Magna Carta is a misunderstood document. It wasn't some sort of ringing declaration of rights. It was much more practical than that, rooted in the politics and events of the time, so it needs to be placed in context. Let's step back a moment.
Much of the first half of the twelfth century was pretty disorganised. Central rule was weak, there was a dispute over the throne and barons were pretty much left alone to their own devices, or courted by one of the rivals for the crown. Then in 1154 Henry II became king and tidied things up; at the start of his reign there was still trial by ordeal, by the end there was trial by jury (though not as we know it). He had a conflict with the church over legal jurisdiction (the Thomas A Becket stuff), but got on reasonably well with his barons - who recognised a force of nature when they saw one. Things did start to fall apart a bit towards the end of his reign. An opportunistic (and very great) French King conspired with Henry's sons, who rebelled and Henry, it was said, died of a broken heart in 1189.

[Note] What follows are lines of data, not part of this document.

/// CRA constants.
#[derive(Debug, Clone, PartialEq, Eq, Serialize, Deserialize)]
#[serde(rename_all = "camelCase")]
pub struct CraConfig {
    /// Fixed relief amount (₦200,000).
    pub fixed_amount: Decimal,
    /// Fraction of gross compared against the fixed amount.
    pub percentage_of_gross: Rate,
    /// Fraction of gross always added on top.
    pub additional_percentage: Rate,
    /// Rule combining the fixed and proportional amounts.
    pub combination: CraCombination,
}

// ---------------------------------------------------------------------------
// Company income tax
// ---------------------------------------------------------------------------

/// CIT size bands, rates, minimum tax and tertiary education tax.
#[derive(Debug, Clone, PartialEq, Eq, Serialize, Deserialize)]
#[serde(rename_all = "camelCase")]
pub struct CitConfig {
    /// Turnover at or below which a company is small.
    pub small_company_threshold: Decimal,
    /// Turnover below which a non-small company is medium.
    pub medium_company_threshold: Decimal,
    /// Rate for small companies.
    pub small_company_rate: Rate,
    /// Rate for medium companies.
    pub medium_company_rate: Rate,
    /// Rate for large companies.
    pub large_company_rate: Rate,
    /// Minimum tax as a fraction of gross revenue.
    pub minimum_tax_rate: Rate,
    /// Tertiary education tax as a fraction of assessable profit.
    pub education_tax_rate: Rate,
}

// ---------------------------------------------------------------------------
// Levies
// ---------------------------------------------------------------------------

/// Nigeria Police Trust Fund levy, charged on net profit.
#[derive(Debug, Clone, PartialEq, Eq, Serialize, Deserialize)]
#[serde(rename_all = "camelCase")]
pub struct PoliceLevy {
    /// Levy rate.
    pub rate: Rate,
}

/// NASENI levy, charged on profit before tax for listed industries only.
#[derive(Debug, Clone, PartialEq, Eq, Serialize, Deserialize)]
#[serde(rename_all = "camelCase")]
pub struct NaseniLevy {
    /// Levy rate.
    pub rate: Rate,
    /// Normalized industry codes the levy applies to.
    pub industries: BTreeSet<String>,
}

impl NaseniLevy {
    /// Whether `industry` (in any spelling) is in the levy's scope.
    pub fn applies_to(&self, industry: &str) -> bool {
        self.industries.contains(&normalize_industry(industry))
    }
}

/// Nigeria Social Insurance Trust Fund contribution, charged on payroll.
#[derive(Debug, Clone, PartialEq, Eq, Serialize, Deserialize)]
#[serde(rename_all = "camelCase")]
pub struct NsitfLevy {
    /// Levy rate.
    pub rate: Rate,
}

/// Industrial Training Fund levy, charged on turnover for employers above
/// either size threshold.
#[derive(Debug, Clone, PartialEq, Eq, Serialize, Deserialize)]
#[serde(rename_all = "camelCase")]
pub struct ItfLevy {
    /// Levy rate.
    pub rate: Rate,
    /// Headcount at which the levy applies.
    pub min_employees: u32,
    /// Turnover at which the levy applies regardless of headcount.
    pub turnover_threshold: Decimal,
}

impl ItfLevy {
    /// Whether an employer of this size is liable.
    pub fn applies(&self, employees: u32, turnover: Decimal) -> bool {
        employees >= self.min_employees || turnover >= self.turnover_threshold
    }
}

/// The statutory levy schedule.
#[derive(Debug, Clone, PartialEq, Eq, Serialize, Deserialize)]
#[serde(rename_all = "camelCase")]
pub struct LevyRates {
    /// Police Trust Fund levy.
    pub police: PoliceLevy,
    /// NASENI levy.
    pub naseni: NaseniLevy,
    /// NSITF contribution.
    pub nsitf: NsitfLevy,
    /// ITF levy.
    pub itf: ItfLevy,
}

/// Lower-case snake_case form used for industry codes,
/// e.g. `"Oil & Gas"` → `"oil_and_gas"`.
pub fn normalize_industry(raw: &str) -> String {
    let spaced = raw.trim().to_lowercase().replace('&', " and ");
    spaced
        .split(|c: char| c.is_whitespace() || c == '-' || c == '_')
        .filter(|part| !part.is_empty())
        .collect::<Vec<_>>()
        .join("_")
}

// ---------------------------------------------------------------------------
// Rate table
// ---------------------------------------------------------------------------

/// The complete set of statutory constants.
#[derive(Debug, Clone, PartialEq, Eq, Serialize, Deserialize)]
#[serde(rename_all = "camelCase")]
pub struct RateTable {
    /// Progressive PIT schedule, ordered by lower bound.
    pub pit_bands: Vec<PitBand>,
    /// Consolidated Relief Allowance.
    pub cra: CraConfig,
    /// Company income tax.
    pub cit: CitConfig,
    /// Flat VAT rate.
    pub vat_rate: Rate,
    /// Flat capital gains tax rate.
    pub cgt_rate: Rate,
    /// Statutory levies.
    pub levies: LevyRates,
}

impl RateTable {
    /// Check every structural invariant.
    ///
    /// Rates are already range-checked by [`Rate`]; this covers band
    /// contiguity, sign of amounts, and threshold ordering.
    pub fn validate(&self) -> Result<(), ConfigIntegrityError> {
        validate_bands(&self.pit_bands)?;
        non_negative("cra.fixedAmount", self.cra.fixed_amount)?;
        non_negative("cit.smallCompanyThreshold", self.cit.small_company_threshold)?;
        non_negative(
            "cit.mediumCompanyThreshold",
            self.cit.medium_company_threshold,
        )?;
        if self.cit.small_company_threshold > self.cit.medium_company_threshold {
            return Err(ConfigIntegrityError::ThresholdOrder {
                lower_field: "cit.smallCompanyThreshold".to_string(),
                lower: self.cit.small_company_threshold,
                upper_field: "cit.mediumCompanyThreshold".to_string(),
                upper: self.cit.medium_company_threshold,
            });
        }
        non_negative(
            "levies.itf.turnoverThreshold",
            self.levies.itf.turnover_threshold,
        )?;
        Ok(())
    }
}

fn non_negative(field: &str, value: Decimal) -> Result<(), ConfigIntegrityError> {
    if value < Decimal::ZERO {
        return Err(ConfigIntegrityError::NegativeAmount {
            field: field.to_string(),
            value,
        });
    }
    within_cap(field, value)
}

fn within_cap(field: &str, value: Decimal) -> Result<(), ConfigIntegrityError> {
    if value > MAX_AMOUNT {
        return Err(ConfigIntegrityError::AmountTooLarge {
            field: field.to_string(),
            value,
            limit: MAX_AMOUNT,
        });
    }
    Ok(())
}

/// Bands must partition `[0, ∞)`: start at zero, touch end-to-end, and end
/// with exactly one open band.
pub fn validate_bands(bands: &[PitBand]) -> Result<(), ConfigIntegrityError> {
    let first = bands.first().ok_or(ConfigIntegrityError::NoBands)?;
    if !first.lower_bound.is_zero() {
        return Err(ConfigIntegrityError::FirstBandNotZero {
            lower: first.lower_bound,
        });
    }

    let last_index = bands.len() - 1;
    let mut previous_upper: Option<Decimal> = None;
    for (index, band) in bands.iter().enumerate() {
        if let Some(expected) = previous_upper {
            if band.lower_bound != expected {
                return Err(ConfigIntegrityError::BandGap {
                    index,
                    expected,
                    found: band.lower_bound,
                });
            }
        }
        match band.upper_bound {
            Some(upper) if upper <= band.lower_bound => {
                return Err(ConfigIntegrityError::EmptyBand {
                    index,
                    lower: band.lower_bound,
                    upper,
                });
            }
            Some(upper) if index == last_index => {
                return Err(ConfigIntegrityError::LastBandBounded { upper });
            }
            None if index != last_index => {
                return Err(ConfigIntegrityError::UnboundedBandNotLast { index });
            }
            _ => {}
        }
        if let Some(upper) = band.upper_bound {
            within_cap(&format!("pitBands[{index}].upperBound"), upper)?;
        }
        previous_upper = band.upper_bound;
    }
    Ok(())
}

// ---------------------------------------------------------------------------
// Compiled-in base rates
// ---------------------------------------------------------------------------

fn rate(mantissa: i64, scale: u32, field: &str) -> Result<Rate, ConfigIntegrityError> {
    Rate::from_parts(mantissa, scale).map_err(|e| ConfigIntegrityError::RateOutOfRange {
        field: field.to_string(),
        value: e.0,
    })
}

fn naira(amount: i64) -> Decimal {
    Decimal::new(amount, 0)
}

/// Build and validate the compiled-in Nigerian base schedule.
pub fn try_load_base_rates() -> Result<RateTable, ConfigIntegrityError> {
    let schedule: [(i64, Option<i64>, i64); 6] = [
        (0, Some(300_000), 7),
        (300_000, Some(600_000), 11),
        (600_000, Some(1_100_000), 15),
        (1_100_000, Some(1_600_000), 19),
        (1_600_000, Some(3_200_000), 21),
        (3_200_000, None, 24),
    ];
    let pit_bands = schedule
        .iter()
        .enumerate()
        .map(|(i, (lower, upper, pct))| {
            Ok(PitBand::new(
                naira(*lower),
                upper.map(naira),
                rate(*pct, 2, &format!("pitBands[{i}].rate"))?,
            ))
        })
        .collect::<Result<Vec<_>, ConfigIntegrityError>>()?;

    let industries = [
        "banking",
        "mobile_telecommunications",
        "ict",
        "aviation",
        "maritime",
        "oil_and_gas",
    ]
    .iter()
    .map(|s| s.to_string())
    .collect();

    let table = RateTable {
        pit_bands,
        cra: CraConfig {
            fixed_amount: naira(200_000),
            percentage_of_gross: rate(1, 2, "cra.percentageOfGross")?,
            additional_percentage: rate(20, 2, "cra.additionalPercentage")?,
            combination: CraCombination::HigherOf,
        },
        cit: CitConfig {
            small_company_threshold: naira(25_000_000),
            medium_company_threshold: naira(100_000_000),
            small_company_rate: Rate::ZERO,
            medium_company_rate: rate(20, 2, "cit.mediumCompanyRate")?,
            large_company_rate: rate(30, 2, "cit.largeCompanyRate")?,
            minimum_tax_rate: rate(5, 3, "cit.minimumTaxRate")?,
            education_tax_rate: rate(3, 2, "cit.educationTaxRate")?,
        },
        vat_rate: rate(75, 3, "vatRate")?,
        cgt_rate: rate(10, 2, "cgtRate")?,
        levies: LevyRates {
            police: PoliceLevy {
                rate: rate(5, 5, "levies.police.rate")?,
            },
            naseni: NaseniLevy {
                rate: rate(25, 4, "levies.naseni.rate")?,
                industries,
            },
            nsitf: NsitfLevy {
                rate: rate(1, 2, "levies.nsitf.rate")?,
            },
            itf: ItfLevy {
                rate: rate(1, 2, "levies.itf.rate")?,
                min_employees: 5,
                turnover_threshold: naira(50_000_000),
            },
        },
    };
    table.validate()?;
    Ok(table)
}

Then there was Richard the Lionheart. The barons liked Richard - because he buggered off. He left them alone. Apart from the taxes his crusades and campaigns needed, they were not much affected by the king. They didn't much like the taxes, or some of the methods used to raise them, something we'll see again later, but the great thing was that he wasn't there. This ensured he would be fondly remembered.

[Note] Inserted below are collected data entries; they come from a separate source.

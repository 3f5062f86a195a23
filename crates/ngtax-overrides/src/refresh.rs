//! # Remote Refresh Cache
//!
//! Keeps the override store in step with the remote rate authority without
//! letting network trouble reach a calculation.
//!
//! ## State machine
//!
//! | Status       | Condition                                   | Action               |
//! |--------------|---------------------------------------------|----------------------|
//! | `Fresh`      | `now − lastSuccessAt < ttl`                 | no network           |
//! | `Stale`      | not fresh, `now ≥ nextEligibleFetchAt`      | fetch                |
//! | `BackingOff` | not fresh, `now < nextEligibleFetchAt`      | serve existing       |
//! | `NeverFetched` | no attempt yet                            | fetch                |
//!
//! A failed fetch (transport error, bad status, malformed payload, timeout)
//! increments `consecutiveFailureCount` and schedules the next attempt
//! `min(base × 2^(failures−1), ceiling)` later. The published snapshot is
//! untouched, so readers keep the last good configuration.
//!
//! ## Single flight
//!
//! At most one fetch runs per cache. A trigger that finds a fetch in flight
//! returns immediately with [`RefreshOutcome::InFlight`] and the caller
//! serves the existing snapshot.

use std::collections::HashMap;
use std::sync::Arc;
use std::time::Duration;

use chrono::{DateTime, Utc};
use ngtax_core::RefreshTransportError;
use ngtax_rates::{OverrideError, OverrideSource};
use parking_lot::Mutex;
use serde::Serialize;

use crate::authority::{RateAuthority, RemoteOverrides};
use crate::store::{ApplyOutcome, OverrideStore};

// ---------------------------------------------------------------------------
// Policy
// ---------------------------------------------------------------------------

/// Timing parameters for the refresh cache.
#[derive(Debug, Clone, Copy, PartialEq, Eq)]
pub struct RefreshPolicy {
    /// How long a successful fetch stays fresh.
    pub ttl: Duration,
    /// Upper bound on a single fetch.
    pub fetch_timeout: Duration,
    /// Delay after the first consecutive failure.
    pub backoff_base: Duration,
    /// Maximum delay between attempts.
    pub backoff_ceiling: Duration,
}

impl Default for RefreshPolicy {
    fn default() -> Self {
        Self {
            ttl: Duration::from_secs(15 * 60),
            fetch_timeout: Duration::from_secs(5),
            backoff_base: Duration::from_secs(30),
            backoff_ceiling: Duration::from_secs(30 * 60),
        }
    }
}

/// Delay before the next attempt after `failures` consecutive failures.
pub fn backoff_delay(policy: &RefreshPolicy, failures: u32) -> Duration {
    if failures == 0 {
        return Duration::ZERO;
    }
    let exponent = (failures - 1).min(31);
    policy
        .backoff_base
        .checked_mul(1u32 << exponent)
        .unwrap_or(policy.backoff_ceiling)
        .min(policy.backoff_ceiling)
}

fn to_chrono(duration: Duration) -> chrono::Duration {
    chrono::Duration::from_std(duration).unwrap_or_else(|_| chrono::Duration::days(365 * 100))
}

// ---------------------------------------------------------------------------
// State
// ---------------------------------------------------------------------------

/// Summary of where the cache is in its state machine.
#[derive(Debug, Clone, Copy, PartialEq, Eq, Hash, Serialize)]
#[serde(rename_all = "camelCase")]
pub enum RefreshStatus {
    /// No fetch has been attempted.
    NeverFetched,
    /// The last success is within the TTL.
    Fresh,
    /// Past the TTL and eligible to fetch.
    Stale,
    /// Past the TTL but waiting out a back-off window.
    BackingOff,
    /// No remote authority is configured.
    Disabled,
}

impl RefreshStatus {
    /// Wire name.
    pub fn as_str(&self) -> &'static str {
        match self {
            Self::NeverFetched => "neverFetched",
            Self::Fresh => "fresh",
            Self::Stale => "stale",
            Self::BackingOff => "backingOff",
            Self::Disabled => "disabled",
        }
    }
}

impl std::fmt::Display for RefreshStatus {
    fn fmt(&self, f: &mut std::fmt::Formatter<'_>) -> std::fmt::Result {
        f.write_str(self.as_str())
    }
}

/// Bookkeeping owned by the refresh cache.
#[derive(Debug, Clone, Default, PartialEq, Eq, Serialize)]
#[serde(rename_all = "camelCase")]
pub struct RefreshState {
    /// When the last attempt started.
    pub last_fetched_at: Option<DateTime<Utc>>,
    /// When the last successful fetch completed.
    pub last_success_at: Option<DateTime<Utc>>,
    /// Failures since the last success.
    pub consecutive_failure_count: u32,
    /// Earliest time the next attempt may start.
    pub next_eligible_fetch_at: Option<DateTime<Utc>>,
    /// Message of the most recent failure, cleared on success.
    pub last_error: Option<String>,
}

impl RefreshState {
    /// Where the cache stands at `now`.
    pub fn status(&self, now: DateTime<Utc>, policy: &RefreshPolicy) -> RefreshStatus {
        if let Some(success) = self.last_success_at {
            if now - success < to_chrono(policy.ttl) {
                return RefreshStatus::Fresh;
            }
        }
        if self.next_eligible_fetch_at.is_some_and(|next| now < next) {
            return RefreshStatus::BackingOff;
        }
        if self.last_fetched_at.is_none() {
            RefreshStatus::NeverFetched
        } else {
            RefreshStatus::Stale
        }
    }
}

// ---------------------------------------------------------------------------
// Outcomes
// ---------------------------------------------------------------------------

/// A remote delta that was not applied.
#[derive(Debug, Clone, PartialEq, Eq, Serialize)]
#[serde(rename_all = "camelCase")]
pub struct SkippedDelta {
    /// Path as sent by the authority.
    pub path: String,
    /// Why it was skipped.
    pub reason: String,
}

/// What a refresh trigger did.
#[derive(Debug, Clone, PartialEq, Eq, Serialize)]
#[serde(tag = "outcome", rename_all = "camelCase")]
pub enum RefreshOutcome {
    /// Still within the TTL; no network call.
    Fresh,
    /// In a back-off window; no network call.
    #[serde(rename_all = "camelCase")]
    BackingOff {
        /// When the next attempt becomes eligible.
        retry_at: DateTime<Utc>,
    },
    /// Another fetch is in flight; the existing snapshot is served.
    InFlight,
    /// The fetch succeeded.
    #[serde(rename_all = "camelCase")]
    Refreshed {
        /// Deltas applied to the store.
        applied: usize,
        /// Deltas already seen or superseded.
        unchanged: usize,
        /// Deltas rejected by validation.
        skipped: Vec<SkippedDelta>,
    },
    /// The fetch failed; the existing snapshot stays authoritative.
    #[serde(rename_all = "camelCase")]
    Failed {
        /// Transport error message.
        error: String,
        /// Consecutive failures including this one.
        consecutive_failures: u32,
        /// When the next attempt becomes eligible.
        retry_at: DateTime<Utc>,
    },
}

// ---------------------------------------------------------------------------
// Cache
// ---------------------------------------------------------------------------

/// TTL / back-off cache in front of a [`RateAuthority`].
pub struct RefreshCache {
    authority: Arc<dyn RateAuthority>,
    policy: RefreshPolicy,
    state: Mutex<RefreshState>,
    /// Source timestamp of the last delta accepted per raw path.
    seen: Mutex<HashMap<String, DateTime<Utc>>>,
    in_flight: tokio::sync::Mutex<()>,
}

impl RefreshCache {
    /// Create a cache that has never fetched.
    pub fn new(authority: Arc<dyn RateAuthority>, policy: RefreshPolicy) -> Self {
        Self {
            authority,
            policy,
            state: Mutex::new(RefreshState::default()),
            seen: Mutex::new(HashMap::new()),
            in_flight: tokio::sync::Mutex::new(()),
        }
    }

    /// The configured policy.
    pub fn policy(&self) -> &RefreshPolicy {
        &self.policy
    }

    /// Name of the authority behind this cache.
    pub fn authority_name(&self) -> &str {
        self.authority.authority_name()
    }

    /// A copy of the current state.
    pub fn state(&self) -> RefreshState {
        self.state.lock().clone()
    }

    /// Current status.
    pub fn status(&self) -> RefreshStatus {
        self.state.lock().status(Utc::now(), &self.policy)
    }

    /// Fetch if the cache is stale and not backing off.
    pub async fn refresh_if_stale(&self, store: &OverrideStore) -> RefreshOutcome {
        if let Some(outcome) = self.skip_reason() {
            return outcome;
        }
        let Ok(_guard) = self.in_flight.try_lock() else {
            tracing::debug!("rate authority fetch already in flight; serving existing overrides");
            return RefreshOutcome::InFlight;
        };
        // A fetch may have completed between the check and the lock.
        if let Some(outcome) = self.skip_reason() {
            return outcome;
        }
        self.fetch(store).await
    }

    /// Fetch now, ignoring TTL and back-off. Still single-flight and bounded
    /// by the fetch timeout.
    pub async fn force_refresh(&self, store: &OverrideStore) -> RefreshOutcome {
        let Ok(_guard) = self.in_flight.try_lock() else {
            return RefreshOutcome::InFlight;
        };
        self.fetch(store).await
    }

    fn skip_reason(&self) -> Option<RefreshOutcome> {
        let state = self.state.lock();
        match state.status(Utc::now(), &self.policy) {
            RefreshStatus::Fresh => Some(RefreshOutcome::Fresh),
            RefreshStatus::BackingOff => Some(RefreshOutcome::BackingOff {
                retry_at: state.next_eligible_fetch_at.unwrap_or_else(Utc::now),
            }),
            _ => None,
        }
    }

    async fn fetch(&self, store: &OverrideStore) -> RefreshOutcome {
        self.state.lock().last_fetched_at = Some(Utc::now());
        let timeout = self.policy.fetch_timeout;
        let result = match tokio::time::timeout(timeout, self.authority.fetch_overrides()).await {
            Ok(result) => result,
            Err(_) => Err(RefreshTransportError::Timeout {
                timeout_ms: u64::try_from(timeout.as_millis()).unwrap_or(u64::MAX),
            }),
        };
        match result {
            Ok(payload) => self.on_success(store, &payload),
            Err(error) => self.on_failure(&error),
        }
    }

    fn on_success(&self, store: &OverrideStore, payload: &RemoteOverrides) -> RefreshOutcome {
        let mut applied = 0;
        let mut unchanged = 0;
        let mut skipped = Vec::new();
        {
            let mut seen = self.seen.lock();
            for delta in &payload.deltas {
                let timestamp = payload.timestamp_of(delta);
                if seen.get(&delta.path).is_some_and(|last| *last >= timestamp) {
                    unchanged += 1;
                    continue;
                }
                let result: Result<bool, OverrideError> = match delta.version {
                    Some(version) => store
                        .apply_versioned(
                            &delta.path,
                            &delta.value,
                            OverrideSource::Remote,
                            None,
                            version,
                        )
                        .map(|outcome| matches!(outcome, ApplyOutcome::Applied { .. })),
                    None => store
                        .apply_override(&delta.path, &delta.value, OverrideSource::Remote, None)
                        .map(|_| true),
                };
                seen.insert(delta.path.clone(), timestamp);
                match result {
                    Ok(true) => applied += 1,
                    Ok(false) => unchanged += 1,
                    Err(e) => {
                        tracing::warn!(
                            path = %delta.path,
                            error = %e,
                            "skipping remote override delta"
                        );
                        skipped.push(SkippedDelta {
                            path: delta.path.clone(),
                            reason: e.to_string(),
                        });
                    }
                }
            }
        }

        let mut state = self.state.lock();
        state.last_success_at = Some(Utc::now());
        state.consecutive_failure_count = 0;
        state.next_eligible_fetch_at = None;
        state.last_error = None;
        tracing::info!(
            authority = self.authority.authority_name(),
            applied,
            unchanged,
            skipped = skipped.len(),
            "rate authority refresh completed"
        );
        RefreshOutcome::Refreshed {
            applied,
            unchanged,
            skipped,
        }
    }

    fn on_failure(&self, error: &RefreshTransportError) -> RefreshOutcome {
        let mut state = self.state.lock();
        state.consecutive_failure_count = state.consecutive_failure_count.saturating_add(1);
        let failures = state.consecutive_failure_count;
        let delay = backoff_delay(&self.policy, failures);
        let retry_at = Utc::now() + to_chrono(delay);
        state.next_eligible_fetch_at = Some(retry_at);
        state.last_error = Some(error.to_string());
        tracing::warn!(
            authority = self.authority.authority_name(),
            error = %error,
            failures,
            retry_in_secs = delay.as_secs(),
            "rate authority refresh failed; serving existing overrides"
        );
        RefreshOutcome::Failed {
            error: error.to_string(),
            consecutive_failures: failures,
            retry_at,
        }
    }
}

impl std::fmt::Debug for RefreshCache {
    fn fmt(&self, f: &mut std::fmt::Formatter<'_>) -> std::fmt::Result {
        f.debug_struct("RefreshCache")
            .field("authority", &self.authority.authority_name())
            .field("policy", &self.policy)
            .field("state", &*self.state.lock())
            .finish()
    }
}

He only reigned for a decade though, and was succeeded by his brother John, who didn't bugger off and, worse, tried to be like his father Henry. He travelled a lot (and lost his baggage in The Wash in the process, including the crown jewels and the imperial regalia of Germany, if anyone fancies getting the metal detector out) and generally got in the way.
But the worst thing was that he liked the French. Well, he was French really, as had been Henry. In fact, few of the nobility spoke English at the time. What annoyed the English barons was that John had French favourites - men from continental France who he listened to in preference to the English barons and who, it has been suggested[1], he used as strong arm men. This was a dispute about whose counsel the king listened to. Later in the thirteenth century a similar dispute would lead to a red hot poker being pushed up the bottom of the king, but in the early twelve hundreds things didn't get this drastic.
Whose counsel the king listened to was absolutely vital at the time. Magna Carta confirmed lots of rights - of the church, of fisheries and so on - but they weren't really the point. Or rather they weren't this point.
Clause 50 of Magna Carta states:
We will utterly remove from their offices the relatives of Gérard d'Athée, Engelard de Cigogne, Peter and Guy and Andrew de Chanceaux, Guy de Cigogne, Geoffrey de Martigny and his brothers, Philip Marc and his brothers and his nephew Geoffrey, together with all their adherents, so that henceforth they shall have no office in England.
Or, as The Sun would put it, Hop Off You Frogs.
I wanted to make this point because I want to trace the development of the English Parliament, and this is where it started, I think. I know there were councils,
Things and so forth in Anglo Saxon and Viking custom (don't forget the Danelaw), but this is where the English
Parliament began. Even so, I want to make a small digression, because there are some uncanny parallels between England of 1215 and the Britain, in fact specifically the England, of today.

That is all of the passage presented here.